My friend mentioned the man born blind, whom Jesus laid hands on to heal, and then asked him what he saw. The man said he saw people as trees walking. I replied that this is me- I am receiving a gradual healing- I see people’s emotions like I might see people as trees walking if I make my eyes blurry. Now, she understood. I am becoming a whole person. To me, that does not mean becoming typical. I am developmentally delayed, but not unable to grow. My current perseveration is learning to understand how typical people process things- everything from emotions to facts- including asking how it feels to them, and pausing to try to imagine feeling that same thing when they share it with me-- and to be able to communicate with them- and understand the reply- on different levels, including the kinds of incongruity between facts and feelings that enable them to be direct with one another in conveying displeasure and gentle rebuke without being too blunt or backing one another into a corner. At the same time, in all my memories there are none of having ever been typical, so I have learned that in experiential matters I will have to ask for more detail about what someone means, and share the experiences of others to gain the understanding I need to interrelate when shared experience is the method of social interaction that is in use in a conversation- and there really is no “healing” that will give that to me for free. My friends are happy to share- I think they are glad I want to feel what they felt. Sometimes, they ask me things about what I feel in certain situations, or what my experiences were- and it is fun for me to share as well- it is cross-cultural communication.
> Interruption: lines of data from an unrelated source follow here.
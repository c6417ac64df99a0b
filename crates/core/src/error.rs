/// Terminal failures of one latency run. None of them are retried by the
/// engine; the caller decides whether to run again.
#[derive(thiserror::Error, Debug)]
pub enum LatencyError {
    #[error("Failed to take screenshot.")]
    CaptureUnavailable,

    #[error("Failed to find test pattern on screen.")]
    PatternNotFound,

    #[error("Failed to read data from test pattern.")]
    PatternUnreadable,

    #[error("{0}")]
    ProtocolViolation(String),

    #[error("{0}")]
    Unresponsive(String),

    #[error("Test window moved during test. The test window must remain stationary and focused during the entire test.")]
    WindowMoved,

    #[error("Test aborted.")]
    Aborted,

    #[error("Timeout.")]
    Timeout,

    #[error("{0}")]
    Input(String),

    #[error("Failed to open native reference window: {0}")]
    NativeReference(String),
}

#[derive(Clone, Copy, Debug, PartialEq, Eq)]
pub enum ErrorClass {
    Capture,
    NotFound,
    Protocol,
    Unresponsive,
    Instability,
    Aborted,
    Timeout,
    Platform,
}

impl LatencyError {
    pub fn class(&self) -> ErrorClass {
        match self {
            Self::CaptureUnavailable => ErrorClass::Capture,
            Self::PatternNotFound => ErrorClass::NotFound,
            Self::ProtocolViolation(_) => ErrorClass::Protocol,
            Self::Unresponsive(_) => ErrorClass::Unresponsive,
            Self::PatternUnreadable | Self::WindowMoved => ErrorClass::Instability,
            Self::Aborted => ErrorClass::Aborted,
            Self::Timeout => ErrorClass::Timeout,
            Self::Input(_) | Self::NativeReference(_) => ErrorClass::Platform,
        }
    }

    pub fn protocol(msg: impl Into<String>) -> Self {
        Self::ProtocolViolation(msg.into())
    }

    pub fn unresponsive(msg: impl Into<String>) -> Self {
        Self::Unresponsive(msg.into())
    }
}

/// Rejected wire-level magic pattern.
#[derive(thiserror::Error, Debug, PartialEq, Eq)]
pub enum PatternError {
    #[error("magic pattern must be {expected} hex characters, got {actual}")]
    Length { expected: usize, actual: usize },

    #[error("invalid hex digits {0:?} in magic pattern")]
    InvalidHex(String),
}
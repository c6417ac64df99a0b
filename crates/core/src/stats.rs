use crate::logger;
use crate::types::{ms_to_ns, NANOS_PER_MS};

/// Change tracker for one wrapping byte counter painted by the test page.
///
/// Every observed transition is bounded by two sample times: the last sample
/// that still showed the old value (lower bound) and the first sample showing
/// the new one (upper bound). Both are measured from the previous change, or
/// from the moment input was injected when the engine resets
/// `previous_change_time` after sending an event.
#[derive(Debug, Clone)]
pub struct ChannelStatistic {
    pub name: &'static str,
    pub value: u8,
    pub value_delta: u32,
    pub previous_change_time: i64,
    pub measurements: u32,
    pub lower_bound_time: i64,
    pub upper_bound_time: i64,
    pub max_lower_bound: i64,
    slow_screenshot_ns: i64,
    min_lower_bound_ns: i64,
}

impl ChannelStatistic {
    pub fn new(name: &'static str, value: u8, start_time: i64) -> Self {
        Self {
            name,
            value,
            value_delta: 0,
            previous_change_time: start_time,
            measurements: 0,
            lower_bound_time: 0,
            upper_bound_time: 0,
            max_lower_bound: 0,
            slow_screenshot_ns: 20 * NANOS_PER_MS,
            min_lower_bound_ns: 5 * NANOS_PER_MS,
        }
    }

    /// Override the slow-screenshot filter thresholds (milliseconds).
    pub fn with_slow_screenshot_filter(mut self, slow_screenshot_ms: u64, min_lower_bound_ms: u64) -> Self {
        self.slow_screenshot_ns = ms_to_ns(slow_screenshot_ms);
        self.min_lower_bound_ns = ms_to_ns(min_lower_bound_ms);
        self
    }

    /// Feed one sample. Returns true if the value changed.
    pub fn update(&mut self, value: u8, screenshot_time: i64, previous_screenshot_time: i64) -> bool {
        let mut change = value as i32 - self.value as i32;
        if change < 0 {
            change += 256;
        }
        if change == 0 {
            return false;
        }

        let lower_bound = previous_screenshot_time - self.previous_change_time;
        let screenshot_duration = screenshot_time - previous_screenshot_time;
        if lower_bound <= 0 {
            logger::debug_p("stats", &format!("{}: no screenshot before response", self.name));
        } else if screenshot_duration > self.slow_screenshot_ns && lower_bound < self.min_lower_bound_ns {
            logger::debug_p("stats", &format!("{}: ignoring measurement due to slow screenshot", self.name));
        } else {
            self.measurements += 1;
            self.upper_bound_time += screenshot_time - self.previous_change_time;
            self.lower_bound_time += lower_bound;
            if lower_bound > self.max_lower_bound {
                logger::debug_p(
                    "stats",
                    &format!("{}: max lower bound now {:.3} ms", self.name, lower_bound as f64 / NANOS_PER_MS as f64),
                );
                self.max_lower_bound = lower_bound;
            }
        }

        self.previous_change_time = screenshot_time;
        self.value = value;
        self.value_delta += change as u32;
        true
    }

    pub fn upper_bound_ms(&self) -> f64 {
        self.mean_ms(self.upper_bound_time)
    }

    pub fn lower_bound_ms(&self) -> f64 {
        self.mean_ms(self.lower_bound_time)
    }

    /// (upper + lower) / 2, the unbiased latency estimate.
    pub fn midpoint_ms(&self) -> f64 {
        (self.upper_bound_ms() + self.lower_bound_ms()) / 2.0
    }

    pub fn max_lower_bound_ms(&self) -> f64 {
        self.max_lower_bound as f64 / NANOS_PER_MS as f64
    }

    fn mean_ms(&self, total: i64) -> f64 {
        if self.measurements == 0 {
            return 0.0;
        }
        total as f64 / self.measurements as f64 / NANOS_PER_MS as f64
    }
}
use ratatui::{
    Frame,
    layout::{Constraint, Direction, Layout},
    style::{Color, Style, Modifier},
    text::{Line, Span},
    widgets::{Block, Borders, Paragraph, Wrap},
};

use latency_core::types::{LatencyReport, OrchestratorState, RunRecord, TestKind};
use crate::App;

pub fn draw(f: &mut Frame, app: &App) {
    let chunks = if app.log.visible {
        Layout::default()
            .direction(Direction::Horizontal)
            .constraints([Constraint::Percentage(55), Constraint::Percentage(45)])
            .split(f.area())
    } else {
        Layout::default()
            .constraints([Constraint::Percentage(100)])
            .split(f.area())
    };

    // -- Left panel: test list --

    let (banner_label, banner_bg) = match *app.orch_state.lock().unwrap() {
        OrchestratorState::Running => ("RUNNING", Color::Green),
        OrchestratorState::Idle => ("IDLE (space to run)", Color::Blue),
    };

    let mut lines: Vec<Line> = Vec::new();

    lines.push(Line::from(vec![
        Span::styled(" j", Style::default().fg(Color::Yellow)),
        Span::raw("/"),
        Span::styled("k", Style::default().fg(Color::Yellow)),
        Span::raw(" to select, "),
        Span::styled("space", Style::default().fg(Color::Yellow)),
        Span::raw(" to run, "),
        Span::styled("l", Style::default().fg(Color::Yellow)),
        Span::raw(" logs, "),
        Span::styled("q", Style::default().fg(Color::Yellow)),
        Span::raw(" quit:"),
    ]));
    lines.push(Line::from(""));

    for (i, kind) in TestKind::ALL.iter().enumerate() {
        let prefix = if i == app.selected { "> " } else { "  " };
        lines.push(Line::from(vec![
            Span::raw(prefix),
            Span::styled(
                kind.label(),
                Style::default().fg(Color::White).add_modifier(Modifier::BOLD),
            ),
        ]));

        match app.last_record(*kind) {
            Some(record) => lines.extend(record_lines(&record)),
            None => lines.push(Line::from(Span::styled(
                "    not run yet",
                Style::default().fg(Color::DarkGray),
            ))),
        }
        lines.push(Line::from(""));
    }

    let left_chunks = Layout::default()
        .direction(Direction::Vertical)
        .constraints([Constraint::Length(1), Constraint::Min(0)])
        .split(chunks[0]);

    let banner_width = left_chunks[0].width as usize;
    let pad_total = banner_width.saturating_sub(banner_label.len());
    let pad_left = pad_total / 2;
    let pad_right = pad_total - pad_left;
    let centered_banner = format!("{}{}{}", " ".repeat(pad_left), banner_label, " ".repeat(pad_right));
    let banner = Paragraph::new(Line::from(Span::styled(
        centered_banner,
        Style::default().fg(Color::Black).bg(banner_bg).add_modifier(Modifier::BOLD),
    )));
    f.render_widget(banner, left_chunks[0]);

    let test_list = Paragraph::new(lines).block(
        Block::default()
            .borders(Borders::LEFT | Borders::RIGHT | Borders::BOTTOM)
            .border_style(Style::default().fg(Color::Cyan)),
    );
    f.render_widget(test_list, left_chunks[1]);

    // -- Right panel: logs --
    if app.log.visible && chunks.len() > 1 {
        let height = chunks[1].height.saturating_sub(2) as usize;
        let log_lines: Vec<Line> = app.log.window(height).iter().map(|m| parse_log_line(m)).collect();
        let log_panel = Paragraph::new(log_lines)
            .block(
                Block::default()
                    .borders(Borders::ALL)
                    .title(" Logs ")
                    .border_style(Style::default().fg(Color::Yellow)),
            )
            .wrap(Wrap { trim: false });
        f.render_widget(log_panel, chunks[1]);
    }

    if let Some(dialog) = &app.confirm {
        dialog.render(f);
    }
}

fn record_lines(record: &RunRecord) -> Vec<Line<'static>> {
    let header = Line::from(vec![
        Span::styled(format!("    {}", record.pattern_hex), Style::default().fg(Color::DarkGray)),
        Span::styled(format!("  {} ms", record.elapsed_ms), Style::default().fg(Color::DarkGray)),
    ]);
    match &record.outcome {
        Ok(report) => {
            let mut lines = vec![header];
            lines.extend(
                report_fields(record.kind, report)
                    .into_iter()
                    .map(|(name, value)| {
                        Line::from(vec![
                            Span::styled(format!("    {:<22}", name), Style::default().fg(Color::Cyan)),
                            Span::styled(format!("{:>8.2} ms", value), Style::default().fg(Color::White)),
                        ])
                    }),
            );
            lines
        }
        Err(e) => vec![
            header,
            Line::from(Span::styled(format!("    err: {}", e), Style::default().fg(Color::Red))),
        ],
    }
}

/// The report values worth showing for a test.
fn report_fields(kind: TestKind, report: &LatencyReport) -> Vec<(&'static str, f64)> {
    match kind {
        TestKind::KeyLatency | TestKind::NativeReference => {
            vec![("keydown latency", report.key_down_latency_ms)]
        }
        TestKind::ScrollLatency => vec![
            ("scroll latency", report.scroll_latency_ms),
            ("scroll latency (mid)", report.scroll_latency_midpoint_ms),
        ],
        TestKind::PauseTime => vec![
            ("max js pause", report.max_js_pause_ms),
            ("max css pause", report.max_css_pause_ms),
            ("max scroll pause", report.max_scroll_pause_ms),
        ],
    }
}

/// Parse a structured log line (level\x1fprefix\x1fcolor\x1ftimestamp\x1fmessage)
/// into a colored Line for TUI rendering.
fn parse_log_line(raw: &str) -> Line<'_> {
    let parts: Vec<&str> = raw.splitn(5, '\x1f').collect();
    if parts.len() < 5 {
        return Line::from(raw);
    }

    let level = parts[0];
    let prefix = parts[1];
    let color_idx: u8 = parts[2].parse().unwrap_or(0);
    let timestamp = parts[3];
    let message = parts[4];

    let line_color = match color_idx {
        1 => Color::DarkGray,  // COLOR_GRAY
        2 => Color::LightBlue, // COLOR_BLUE
        _ => Color::White,
    };

    let mut spans = vec![
        Span::styled(timestamp, Style::default().fg(Color::DarkGray)),
        Span::raw(" "),
    ];

    match level {
        "ERROR" => spans.push(Span::styled("error ", Style::default().fg(Color::Red))),
        "WARN" => spans.push(Span::styled("warn ", Style::default().fg(Color::Yellow))),
        _ => {}
    }

    if !prefix.is_empty() {
        spans.push(Span::styled(prefix, Style::default().fg(line_color).add_modifier(Modifier::BOLD)));
        spans.push(Span::raw(" "));
    }
    spans.push(Span::styled(message, Style::default().fg(line_color)));

    Line::from(spans)
}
There is a word about each person as having a place that we are meant to fill (please see 1 Corinthians 12, 13, 14 and 15). I feel that I am being created and fashioned according to this, prepared for where I shall go (not to negate free will within this framework), and that to be healed, I need to wait on Him completely. I think that healing is for everyone, autistic or not, and that part of that is in learning not to be afraid of who people are-in my case, that involves accepting typical people as they are, and learning that they can accept me as well., and learning to accept that I am not perfect, need help with certain things, and that this is OK. I am only formally confirmed this last March.